The disrupters may not be a real word (or at least a word entered in my computer’s dictionary), but it is a neat proposal. It’s the same distinction Randi Weingarten makes between herself and Joel Klein. As she told the Times, her vision is “sustainable and incremental change.” Klein wants “radical reform.”

But I still have some concerns. First, the distinction doesn’t articulate what kind of methods will be used to achieve change. What kind of a disruption do they want? In the past few months we have narrowed in on some key components: the importance of data and test scores, the drive to locate and get rid of bad teachers, the belief that individual schools can change students’ lives all on their own. “Disrupters” doesn’t describe those things.

The distinction also does nothing to describe the kinds of people who fit into each camp. And there is a sociological profile, as one contest entry — boardroom progressives — made clear.

So, we have a little more work to do. One adjective will probably not be enough. But we’re getting close!
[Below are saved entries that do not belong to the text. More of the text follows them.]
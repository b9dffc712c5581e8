use std::collections::{BTreeMap, BTreeSet};

use crate::catalog::Op;
use crate::error::Stuck;
use crate::term::{Sequence, TUPLE, Term};

use super::{arg, no_rule, sequence, stuck};

type Entries = BTreeMap<Term, Sequence>;

pub(super) fn apply(op: Op, args: &[Term]) -> Result<Term, Stuck> {
    match op {
        Op::Map => {
            let mut entries = Entries::new();
            for tuple in sequence(op, args, 0)? {
                let parts = tuple
                    .datatype_args(TUPLE)
                    .filter(|parts| !parts.is_empty())
                    .ok_or_else(|| stuck(op, format!("expected a key tuple, found {tuple}")))?;
                if entries.insert(parts.head(), parts.tail()).is_some() {
                    // keys must be distinct
                    return Ok(Term::empty());
                }
            }
            Ok(Term::map(entries))
        }
        Op::MapEmpty => Ok(Term::map(Entries::new())),
        Op::MapLookup => {
            let map = expect_map(op, arg(op, args, 0)?)?;
            let key = arg(op, args, 1)?;
            Ok(map
                .get(key)
                .cloned()
                .map_or_else(Term::empty, Term::from_sequence))
        }
        Op::MapOverride => {
            // earlier maps take precedence
            let mut entries = Entries::new();
            for map in sequence(op, args, 0)? {
                for (key, value) in expect_map(op, map)? {
                    entries
                        .entry(key.clone())
                        .or_insert_with(|| value.clone());
                }
            }
            Ok(Term::map(entries))
        }
        Op::MapUnite => {
            let mut entries = Entries::new();
            for map in sequence(op, args, 0)? {
                for (key, value) in expect_map(op, map)? {
                    if entries.insert(key.clone(), value.clone()).is_some() {
                        // domains overlap
                        return Ok(Term::empty());
                    }
                }
            }
            Ok(Term::map(entries))
        }
        Op::MapDomain => {
            let map = expect_map(op, arg(op, args, 0)?)?;
            Ok(Term::set(map.keys().cloned().collect()))
        }
        Op::MapElements => {
            let map = expect_map(op, arg(op, args, 0)?)?;
            Ok(Term::Spread(
                map.iter()
                    .map(|(key, value)| {
                        Term::tuple(std::iter::once(key.clone()).chain(value.iter().cloned()))
                    })
                    .collect(),
            ))
        }
        Op::MapDelete => {
            let map = expect_map(op, arg(op, args, 0)?)?;
            let removed: BTreeSet<Term> = match arg(op, args, 1)? {
                Term::Set(keys) => (**keys).clone(),
                other => return Err(stuck(op, format!("expected a set of keys, found {other}"))),
            };
            Ok(Term::map(
                map.iter()
                    .filter(|(key, _)| !removed.contains(*key))
                    .map(|(key, value)| (key.clone(), value.clone()))
                    .collect(),
            ))
        }
        _ => Err(no_rule(op)),
    }
}

fn expect_map(op: Op, term: &Term) -> Result<&Entries, Stuck> {
    match term {
        Term::Map(map) => Ok(map.as_ref()),
        other => Err(stuck(op, format!("expected a map, found {other}"))),
    }
}

#[cfg(test)]
mod tests {
    use super::*;

    fn entry(key: i64, value: &str) -> Term {
        Term::tuple([Term::Int(key), Term::string(value)])
    }

    fn map_of(entries: &[Term]) -> Term {
        apply(Op::Map, &[Term::Seq(entries.iter().cloned().collect())]).unwrap()
    }

    #[test]
    fn test_lookup_present_and_missing() {
        let map = map_of(&[entry(1, "a")]);
        assert_eq!(
            apply(Op::MapLookup, &[map.clone(), Term::Int(1)]),
            Ok(Term::string("a"))
        );
        assert_eq!(
            apply(Op::MapLookup, &[map, Term::Int(2)]),
            Ok(Term::empty())
        );
    }

    #[test]
    fn test_key_only_tuple_maps_to_nothing() {
        let map = map_of(&[Term::tuple([Term::Int(1)])]);
        assert_eq!(
            apply(Op::MapLookup, &[map, Term::Int(1)]),
            Ok(Term::empty())
        );
    }

    #[test]
    fn test_duplicate_keys_have_no_map() {
        let result = apply(
            Op::Map,
            &[Term::Seq(Sequence::new([entry(1, "a"), entry(1, "b")]))],
        );
        assert_eq!(result, Ok(Term::empty()));
    }

    #[test]
    fn test_override_prefers_first() {
        let first = map_of(&[entry(1, "a")]);
        let second = map_of(&[entry(1, "b"), entry(2, "c")]);
        let merged = apply(
            Op::MapOverride,
            &[Term::Seq(Sequence::new([first, second]))],
        )
        .unwrap();
        assert_eq!(merged, map_of(&[entry(1, "a"), entry(2, "c")]));
    }

    #[test]
    fn test_unite_rejects_overlap() {
        let first = map_of(&[entry(1, "a")]);
        let second = map_of(&[entry(1, "b")]);
        let result = apply(Op::MapUnite, &[Term::Seq(Sequence::new([first, second]))]);
        assert_eq!(result, Ok(Term::empty()));
    }

    #[test]
    fn test_domain_and_delete() {
        let map = map_of(&[entry(1, "a"), entry(2, "b")]);
        let domain = apply(Op::MapDomain, &[map.clone()]).unwrap();
        assert_eq!(
            domain,
            Term::set([Term::Int(1), Term::Int(2)].into_iter().collect())
        );

        let keys = Term::set([Term::Int(1)].into_iter().collect());
        assert_eq!(
            apply(Op::MapDelete, &[map, keys]),
            Ok(map_of(&[entry(2, "b")]))
        );
    }
}
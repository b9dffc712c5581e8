//! Parse trees for initial terms, before they are resolved against the
//! operator catalog.

use lachs::Span;

#[derive(Debug, Clone)]
pub enum ParseTree {
    Integer(Literal),
    String(Literal),
    Char(Literal),
    /// A bare name: a nullary operator, value or type.
    Name(Literal),
    Call(Call),
    /// `(a, b)`, also `()` for the empty sequence.
    Sequence(Group),
    List(Group),
    Set(Group),
    Map(MapLiteral),
    Union(Group),
    Intersection(Group),
    Complement(Box<ParseTree>, Span),
}

/// A token's raw text, quotes and escapes included.
#[derive(Debug, Clone)]
pub struct Literal {
    pub value: String,
    pub position: Span,
}

#[derive(Debug, Clone)]
pub struct Call {
    pub name: Literal,
    pub args: Vec<ParseTree>,
    pub position: Span,
}

#[derive(Debug, Clone)]
pub struct Group {
    pub items: Vec<ParseTree>,
    pub position: Span,
}

#[derive(Debug, Clone)]
pub struct MapLiteral {
    pub entries: Vec<(ParseTree, ParseTree)>,
    pub position: Span,
}

impl ParseTree {
    pub fn position(&self) -> Span {
        match self {
            ParseTree::Integer(lit)
            | ParseTree::String(lit)
            | ParseTree::Char(lit)
            | ParseTree::Name(lit) => lit.position.clone(),
            ParseTree::Call(call) => call.position.clone(),
            ParseTree::Sequence(group)
            | ParseTree::List(group)
            | ParseTree::Set(group)
            | ParseTree::Union(group)
            | ParseTree::Intersection(group) => group.position.clone(),
            ParseTree::Map(map) => map.position.clone(),
            ParseTree::Complement(_, position) => position.clone(),
        }
    }
}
Footnote: A funny honorable mention (but way too biased to merit serious consideration) is from Leo Casey, the local teachers union vice president. Writing recently on his blog, Edwize, Casey called this group the “education deformer crowd.” I think that the etymology traces back to January of this year, when Deborah Meier suggested the idea parenthetically, on her blog with Diane Ravitch at Ed Week:

But what to do about “reformers” (maybe we should rename them “deformers”?) who use their extraordinary power to rush through one after another measure that undermine such optimism about democracy??